• [Work to complete] Return each of the entries below precisely as it appears.

[Collected data entries]
↓

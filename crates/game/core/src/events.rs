//! Fire-and-forget notifications emitted by the simulation.
//!
//! The core never consumes these; a front end plays sounds, shows messages,
//! spawns bullets and drops items in response.
use crate::env::{BotPart, DroidType};
use crate::geometry::{Gps, LevelId, Point};
use crate::state::BotId;

/// Who dealt the final blow.
#[derive(Clone, Copy, Debug, PartialEq, Eq, Hash)]
#[cfg_attr(feature = "serde", derive(serde::Serialize, serde::Deserialize))]
pub enum Killer {
    Player,
    Bot(DroidType),
    Unknown,
}

#[derive(Clone, Copy, Debug, PartialEq, Eq, Hash, strum::Display, strum::AsRefStr)]
#[cfg_attr(feature = "serde", derive(serde::Serialize, serde::Deserialize))]
#[strum(serialize_all = "snake_case")]
pub enum SoundKind {
    Greeting,
    AttackRun,
    GotHit,
    Death,
    Fire,
}

/// What an item drop request asks for.
#[derive(Clone, Copy, Debug, PartialEq, Eq)]
#[cfg_attr(feature = "serde", derive(serde::Serialize, serde::Deserialize))]
pub enum ItemDrop {
    Part(BotPart),
    /// A specific item code forced by the bot's placement.
    Item(u32),
    /// One roll on the random drop table.
    Random { monster_level: u32 },
}

#[derive(Clone, Debug, PartialEq)]
#[cfg_attr(feature = "serde", derive(serde::Serialize, serde::Deserialize))]
pub enum SimEvent {
    /// Text for the in-game message log.
    Message(String),
    Sound {
        kind: SoundKind,
        droid: DroidType,
    },
    BotDied {
        bot: BotId,
        kind: DroidType,
        killer: Killer,
        pos: Gps,
    },
    ItemDropped {
        item: ItemDrop,
        pos: Gps,
    },
    BulletFired {
        shooter: BotId,
        bullet_kind: u16,
        pos: Gps,
        velocity: Point,
        damage: u32,
        lifetime: f32,
        to_hit: u32,
    },
    /// Melee strike against the player; resolving it belongs to the player side.
    MeleeOnPlayer {
        attacker: BotId,
        damage: u32,
        to_hit: u32,
    },
    ChatRequested {
        bot: BotId,
    },
    LevelChanged {
        bot: BotId,
        from: LevelId,
        to: LevelId,
    },
}

/// Receives simulation events.
pub trait EventSink {
    fn emit(&mut self, event: SimEvent);
}

impl EventSink for Vec<SimEvent> {
    fn emit(&mut self, event: SimEvent) {
        self.push(event);
    }
}

/// Drops every event.
#[derive(Clone, Copy, Debug, Default)]
pub struct NullSink;

impl EventSink for NullSink {
    fn emit(&mut self, _event: SimEvent) {}
}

↑

• [Response below]
filename crates/game/core/src/events.rs
//! Fire-and-forget notifications emitted by the simulation.
//!
//! The core never consumes these; a front end plays sounds, shows messages,
//! spawns bullets and drops items in response.
use crate::env::{BotPart, DroidType};
use crate::geometry::{Gps, LevelId, Point};
use crate::state::BotId;

/// Who dealt the final blow.
#[derive(Clone, Copy, Debug, PartialEq, Eq, Hash)]
#[cfg_attr(feature = "serde", derive(serde::Serialize, serde::Deserialize))]
pub enum Killer {
    Player,
    Bot(DroidType),
    Unknown,
}

#[derive(Clone, Copy, Debug, PartialEq, Eq, Hash, strum::Display, strum::AsRefStr)]
#[cfg_attr(feature = "serde", derive(serde::Serialize, serde::Deserialize))]
#[strum(serialize_all = "snake_case")]
pub enum SoundKind {
    Greeting,
    AttackRun,
    GotHit,
    Death,
    Fire,
}

/// What an item drop request asks for.
#[derive(Clone, Copy, Debug, PartialEq, Eq)]
#[cfg_attr(feature = "serde", derive(serde::Serialize, serde::Deserialize))]
pub enum ItemDrop {
    Part(BotPart),
    /// A specific item code forced by the bot's placement.
    Item(u32),
    /// One roll on the random drop table.
    Random { monster_level: u32 },
}

#[derive(Clone, Debug, PartialEq)]
#[cfg_attr(feature = "serde", derive(serde::Serialize, serde::Deserialize))]
pub enum SimEvent {
    /// Text for the in-game message log.
    Message(String),
    Sound {
        kind: SoundKind,
        droid: DroidType,
    },
    BotDied {
        bot: BotId,
        kind: DroidType,
        killer: Killer,
        pos: Gps,
    },
    ItemDropped {
        item: ItemDrop,
        pos: Gps,
    },
    BulletFired {
        shooter: BotId,
        bullet_kind: u16,
        pos: Gps,
        velocity: Point,
        damage: u32,
        lifetime: f32,
        to_hit: u32,
    },
    /// Melee strike against the player; resolving it belongs to the player side.
    MeleeOnPlayer {
        attacker: BotId,
        damage: u32,
        to_hit: u32,
    },
    ChatRequested {
        bot: BotId,
    },
    LevelChanged {
        bot: BotId,
        from: LevelId,
        to: LevelId,
    },
}

/// Receives simulation events.
pub trait EventSink {
    fn emit(&mut self, event: SimEvent);
}

impl EventSink for Vec<SimEvent> {
    fn emit(&mut self, event: SimEvent) {
        self.push(event);
    }
}

/// Drops every event.
#[derive(Clone, Copy, Debug, Default)]
pub struct NullSink;

impl EventSink for NullSink {
    fn emit(&mut self, _event: SimEvent) {}
}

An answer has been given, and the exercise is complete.